In a two hour conversation, I described the world of feelings I had to this counselor, and she said “Ok, so you’re using your team to get your needs met.”

I was jarred and hurt by this because all I wanted was to take care of these people who I cared about so much.

She explained that I was overdoing my responsibility to them because it made me feel valuable to take care of everyone else.

Ultimately because I didn’t want to let anyone down, I let everyone down. The company could have cut payroll when we lost the project, preserves our reserve, avoid 7 months of agony with the whole team experiencing the intensity of staring at our dwindling numbers month after month.

But my ego need to help everyone and come through heroically and my fear of people not liking me for making a hard decision to let people go when we had money in the bank all got in the way.

As a result of those experience and years of work in therapy, I have come to grasp that in order to be useful to others in a way that is truly valuable to them, I need to accept and value myself outside of what I can do for anyone else. That means I need to accept my limits, my faults, my strengths, and my weaknesses, my failures and my successes—all as an integrated whole.

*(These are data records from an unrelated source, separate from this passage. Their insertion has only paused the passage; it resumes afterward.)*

/// Applies a [`DesktopAction`] to the desktop runtime state and collects resulting side effects.
///
/// # Errors
///
/// Returns a [`ReducerError`] when an action references a window, app, or desktop item that does
/// not exist. The caller discards the partially applied state in that case.
pub fn reduce_desktop(
    state: &mut DesktopState,
    interaction: &mut InteractionState,
    action: DesktopAction,
) -> Result<Vec<RuntimeEffect>, ReducerError> {
    let mut effects = Vec::new();
    match action {
        DesktopAction::OpenWindow(request) => {
            window_manager::open_window(state, request);
        }
        DesktopAction::LaunchApp { app_id } => {
            launch_app(state, &app_id)?;
        }
        DesktopAction::CloseWindow { window_id } => {
            if !window_manager::close_window(state, window_id) {
                return Err(ReducerError::WindowNotFound);
            }
        }
        DesktopAction::FocusWindow { window_id } => {
            ensure_window(state, window_id)?;
            window_manager::focus_window(state, window_id);
        }
        DesktopAction::MinimizeWindow { window_id } => {
            ensure_window(state, window_id)?;
            window_manager::minimize_window(state, window_id);
        }
        DesktopAction::ToggleMaximizeWindow {
            window_id,
            viewport,
        } => {
            ensure_window(state, window_id)?;
            window_manager::toggle_maximize_window(state, window_id, viewport);
        }
        DesktopAction::RestoreWindow { window_id } => {
            ensure_window(state, window_id)?;
            window_manager::restore_window(state, window_id);
        }
        DesktopAction::DockItemClicked { app_id } => dock_item_clicked(state, &app_id)?,
        DesktopAction::PointerDown {
            hits,
            pointer,
            bounds,
            viewport,
        } => pointer_down(
            state,
            interaction,
            &hits,
            pointer,
            bounds,
            viewport,
            &mut effects,
        )?,
        DesktopAction::PointerMove { pointer } => pointer_move(state, interaction, pointer),
        DesktopAction::PointerUp => pointer_up(state, interaction, &mut effects),
        DesktopAction::ClickTimeout { token } => {
            interaction.clicks.expire(token);
        }
        DesktopAction::CreateFolder { position, bounds } => {
            let item_id = state
                .desktop_items
                .create_folder(position.x, position.y, bounds);
            if let Some(item) = state.desktop_items.item(&item_id) {
                effects.push(RuntimeEffect::PersistDesktopItemPosition {
                    item_id,
                    position: item.position,
                });
            }
        }
        DesktopAction::ToggleTheme => state.theme = state.theme.toggled(),
        DesktopAction::OpenCommandCenter => {
            state.command_center.open = true;
            state.command_center.query.clear();
        }
        DesktopAction::CloseCommandCenter => close_command_center(state),
        DesktopAction::SetCommandCenterQuery { query } => state.command_center.query = query,
        DesktopAction::SubmitCommandCenter => {
            let query = std::mem::take(&mut state.command_center.query);
            close_command_center(state);
            if submit_text(state, &query, &mut effects) == Some(false) {
                state.assistant_panel.open = true;
            }
        }
        DesktopAction::ToggleAssistantPanel => {
            state.assistant_panel.open = !state.assistant_panel.open;
        }
        DesktopAction::Escape => {
            close_command_center(state);
            state.assistant_panel.open = false;
        }
        DesktopAction::SubmitText { text } => {
            submit_text(state, &text, &mut effects);
        }
        DesktopAction::AssistantReplyReceived { result } => {
            state.assistant_panel.in_flight = state.assistant_panel.in_flight.saturating_sub(1);
            let text = match result {
                Ok(text) => text,
                Err(err) => err.user_message(),
            };
            state.conversation.append(Sender::Ai, text);
            effects.push(RuntimeEffect::ScrollConversationToLatest);
        }
        DesktopAction::CancelAssistantRequests => {
            if state.assistant_panel.in_flight > 0 {
                effects.push(RuntimeEffect::CancelAssistantRequests);
            }
        }
    }

    Ok(effects)
}
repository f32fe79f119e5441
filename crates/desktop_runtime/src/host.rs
//! Host-side runtime helpers for executing reducer effects.
//!
//! Reducer effects are plain data; this module maps each one onto the injected
//! [`HostServices`], the [`RenderTarget`], or a spawned task that dispatches a follow-up action.

mod assistant_effects;
mod boot;
mod host_ui;
mod persistence_effects;

use std::{cell::RefCell, rc::Rc};

use futures::future::{AbortHandle, FutureExt, LocalBoxFuture};
use leptos::spawn_local;
use platform_host::HostServices;

pub use host_ui::{DESKTOP_SURFACE_DOM_ID, DOCK_DOM_ID};

use crate::{
    config::AssistantConfig,
    dock::DockGeometry,
    model::{IconDragBounds, PointerPosition, WindowRect},
    reducer::RuntimeEffect,
    render::{DomRenderTarget, RenderTarget},
    runtime_context::DesktopRuntimeContext,
};

/// Abort handles for assistant requests that have not completed yet.
#[derive(Default)]
pub(crate) struct PendingRequests {
    next_id: u64,
    handles: Vec<(u64, AbortHandle)>,
}

impl PendingRequests {
    fn track(&mut self, handle: AbortHandle) -> u64 {
        self.next_id += 1;
        self.handles.push((self.next_id, handle));
        self.next_id
    }

    fn finish(&mut self, id: u64) {
        self.handles.retain(|(pending_id, _)| *pending_id != id);
    }

    fn abort_all(&mut self) -> usize {
        let count = self.handles.len();
        for (_, handle) in self.handles.drain(..) {
            handle.abort();
        }
        count
    }
}

#[derive(Clone)]
/// Host service bundle for desktop runtime side effects.
pub struct DesktopHostContext {
    services: HostServices,
    render: Rc<dyn RenderTarget>,
    assistant_config: Rc<RefCell<AssistantConfig>>,
    pending_requests: Rc<RefCell<PendingRequests>>,
}

impl DesktopHostContext {
    /// Builds a host context rendering into the live document.
    pub fn new(services: HostServices) -> Self {
        Self::with_render_target(services, Rc::new(DomRenderTarget))
    }

    pub fn with_render_target(services: HostServices, render: Rc<dyn RenderTarget>) -> Self {
        Self {
            services,
            render,
            assistant_config: Rc::new(RefCell::new(AssistantConfig::default())),
            pending_requests: Rc::new(RefCell::new(PendingRequests::default())),
        }
    }

    pub fn services(&self) -> &HostServices {
        &self.services
    }

    /// Returns the stable name of the selected host strategy.
    pub fn host_strategy_name(&self) -> &'static str {
        self.services.host_strategy.as_str()
    }

    pub fn assistant_config(&self) -> AssistantConfig {
        self.assistant_config.borrow().clone()
    }

    pub fn set_assistant_config(&self, config: AssistantConfig) {
        *self.assistant_config.borrow_mut() = config;
    }

    /// Area a maximized window fills: the browser viewport minus the dock.
    pub fn desktop_viewport_rect(&self, dock_height_px: i32) -> WindowRect {
        host_ui::desktop_viewport_rect(dock_height_px)
    }

    /// Current desktop container and icon sizes for clamping icon drags.
    pub fn icon_drag_bounds(&self) -> IconDragBounds {
        host_ui::icon_drag_bounds()
    }

    pub fn desktop_surface_origin(&self) -> PointerPosition {
        host_ui::desktop_surface_origin()
    }

    pub fn dock_geometry(&self) -> Option<DockGeometry> {
        host_ui::dock_geometry()
    }

    /// Loads runtime configuration overrides in the background.
    pub fn install_boot_hydration(&self) {
        boot::install_boot_hydration(self.clone());
    }

    /// Executes a single [`RuntimeEffect`] emitted by the reducer.
    pub fn run_runtime_effect(&self, runtime: DesktopRuntimeContext, effect: RuntimeEffect) {
        match effect {
            RuntimeEffect::ScheduleClickTimeout { token, delay_ms } => {
                host_ui::schedule_click_timeout(runtime.dispatch, token, delay_ms)
            }
            RuntimeEffect::RequestAssistantReply { prompt } => {
                assistant_effects::request_reply(self.clone(), runtime.dispatch, prompt)
            }
            effect => {
                if let Some(task) = self.run_host_effect(effect) {
                    spawn_local(task);
                }
            }
        }
    }

    /// Runs an effect that needs no dispatch callback. Render and cancellation effects complete
    /// immediately; service calls come back as a task for the caller to spawn.
    ///
    /// Click timers and assistant requests report back through dispatch and are ignored here.
    fn run_host_effect(&self, effect: RuntimeEffect) -> Option<LocalBoxFuture<'static, ()>> {
        match effect {
            RuntimeEffect::OpenExternalUrl(url) => {
                Some(host_ui::open_external_url(self.clone(), url).boxed_local())
            }
            RuntimeEffect::PersistDesktopItemPosition { item_id, position } => Some(
                persistence_effects::persist_desktop_item_position(self.clone(), item_id, position)
                    .boxed_local(),
            ),
            RuntimeEffect::CancelAssistantRequests => {
                assistant_effects::cancel_all(self);
                None
            }
            RuntimeEffect::ScrollConversationToLatest => {
                self.render.scroll_conversation_to_latest();
                None
            }
            RuntimeEffect::SetSelectionSuppressed(suppressed) => {
                self.render.set_selection_suppressed(suppressed);
                None
            }
            RuntimeEffect::ScheduleClickTimeout { .. }
            | RuntimeEffect::RequestAssistantReply { .. } => None,
        }
    }
}
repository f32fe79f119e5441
use super::*;

#[derive(Debug, Clone, Copy, PartialEq, Eq)]
pub(super) struct DesktopContextMenuState {
    /// Client coordinates of the opening right-click.
    pub(super) pointer: PointerPosition,
}

#[component]
pub(super) fn DesktopContextMenu(menu: RwSignal<Option<DesktopContextMenuState>>) -> impl IntoView {
    let runtime = use_desktop_runtime();

    let new_folder = move |_| {
        let Some(opened) = menu.get_untracked() else {
            return;
        };
        menu.set(None);
        let host = runtime.host.get_value();
        let origin = host.desktop_surface_origin();
        runtime.dispatch_action(DesktopAction::CreateFolder {
            position: ItemPosition {
                x: opened.pointer.x - origin.x,
                y: opened.pointer.y - origin.y,
            },
            bounds: host.icon_drag_bounds(),
        });
    };

    view! {
        <Show when=move || menu.get().is_some() fallback=|| ()>
            {move || {
                let Some(opened) = menu.get() else {
                    return ().into_view();
                };
                view! {
                    <div
                        id="desktop-context-menu"
                        class="context-menu"
                        role="menu"
                        style=format!("left:{}px;top:{}px;", opened.pointer.x, opened.pointer.y)
                        on:pointerdown=|ev: web_sys::PointerEvent| ev.stop_propagation()
                    >
                        <button type="button" role="menuitem" on:click=new_folder>
                            "New Folder"
                        </button>
                    </div>
                }
                .into_view()
            }}
        </Show>
    }
}
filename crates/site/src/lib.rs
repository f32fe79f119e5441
mod web_app;

pub use web_app::{DesktopEntry, SiteApp};

#[cfg(all(feature = "csr", target_arch = "wasm32"))]
pub fn mount() {
    console_error_panic_hook::set_once();
    leptos::mount_to_body(|| leptos::view! { <SiteApp /> })
}
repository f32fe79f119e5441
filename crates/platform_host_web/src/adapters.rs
//! Compile-time host-strategy selection and adapter factories for runtime wiring.

use std::rc::Rc;

use platform_host::{
    AssistantTransport, DesktopItemPositionStore, ExternalUrlService, HostServices, HostStrategy,
    NoopAssistantTransport, NoopDesktopItemPositionStore, NoopExternalUrlService, NoopPrefsStore,
    PrefsStore,
};

use crate::{
    WebAssistantTransport, WebDesktopItemPositionStore, WebExternalUrlService, WebPrefsStore,
};

/// Returns the host strategy selected for the active build.
pub const fn selected_host_strategy() -> HostStrategy {
    #[cfg(feature = "desktop-host-stub")]
    {
        HostStrategy::Stub
    }

    #[cfg(not(feature = "desktop-host-stub"))]
    {
        HostStrategy::Browser
    }
}

/// Returns the selected preference store.
pub fn prefs_store() -> Rc<dyn PrefsStore> {
    match selected_host_strategy() {
        HostStrategy::Browser => Rc::new(WebPrefsStore),
        HostStrategy::Stub => Rc::new(NoopPrefsStore),
    }
}

/// Returns the selected external URL service.
pub fn external_url_service() -> Rc<dyn ExternalUrlService> {
    match selected_host_strategy() {
        HostStrategy::Browser => Rc::new(WebExternalUrlService),
        HostStrategy::Stub => Rc::new(NoopExternalUrlService),
    }
}

/// Returns the selected desktop-item position store.
pub fn desktop_item_position_store() -> Rc<dyn DesktopItemPositionStore> {
    match selected_host_strategy() {
        HostStrategy::Browser => Rc::new(WebDesktopItemPositionStore),
        HostStrategy::Stub => Rc::new(NoopDesktopItemPositionStore),
    }
}

/// Returns the selected assistant transport.
pub fn assistant_transport() -> Rc<dyn AssistantTransport> {
    match selected_host_strategy() {
        HostStrategy::Browser => Rc::new(WebAssistantTransport),
        HostStrategy::Stub => Rc::new(NoopAssistantTransport),
    }
}

/// Assembles the full [`HostServices`] bundle for the selected strategy.
pub fn build_host_services() -> HostServices {
    match selected_host_strategy() {
        HostStrategy::Browser => HostServices {
            prefs: prefs_store(),
            external_urls: external_url_service(),
            desktop_items: desktop_item_position_store(),
            assistant: assistant_transport(),
            host_strategy: HostStrategy::Browser,
        },
        HostStrategy::Stub => HostServices::noop(),
    }
}
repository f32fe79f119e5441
//! Binary entrypoint for the browser-hosted desktop shell.

#[cfg(all(target_arch = "wasm32", feature = "csr"))]
fn main() {
    site::mount();
}

#[cfg(not(target_arch = "wasm32"))]
fn main() {
    eprintln!(
        "This binary targets the browser. Build `site_app` for wasm32 with the `csr` feature."
    );
}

A couple years ago, I watched A Wrinkle In Time with my kids. It was one of my favorite books when I was growing up. There’s a lot that was different about the adaptation, but one of the moments that I remember from the book is preserved on screen, where the Mrs’s are giving children gifts for their difficult journey and then they get to Meg and simply say:

"Meg, I give you the gift of your faults."

I couldn’t help but well up with tears.

My flaws, my failures, my weaknesses, my constraints—I know those are an important part of who I am.

Not only does honoring them help me value myself, I have seen them as some of the greatest gifts I have been given in service of others.

Being honest and accepting all of myself has allowed me to be even more helpful to others—and not in a heroic way where I’m trying to save the day for someone else, but instead by enabling me to better support others as they work through their own challenges.

And accepting myself—all of myself—has also helped me in my own life to make difficult choices that others may not accept or may cause them to dislike me, but choices which are the right ones for me.

And in the midst of all of this turmoil and challenge, I get to go back to my myriad flaws and failures and be grateful for what they have given me, and know that in whatever challenges I may have coming in this stretch ahead, I have everything that I need.

For the resilience I need and the resilience you need, there is perhaps no more powerful line than:

To you, too, I give you the gift of your faults and your failures.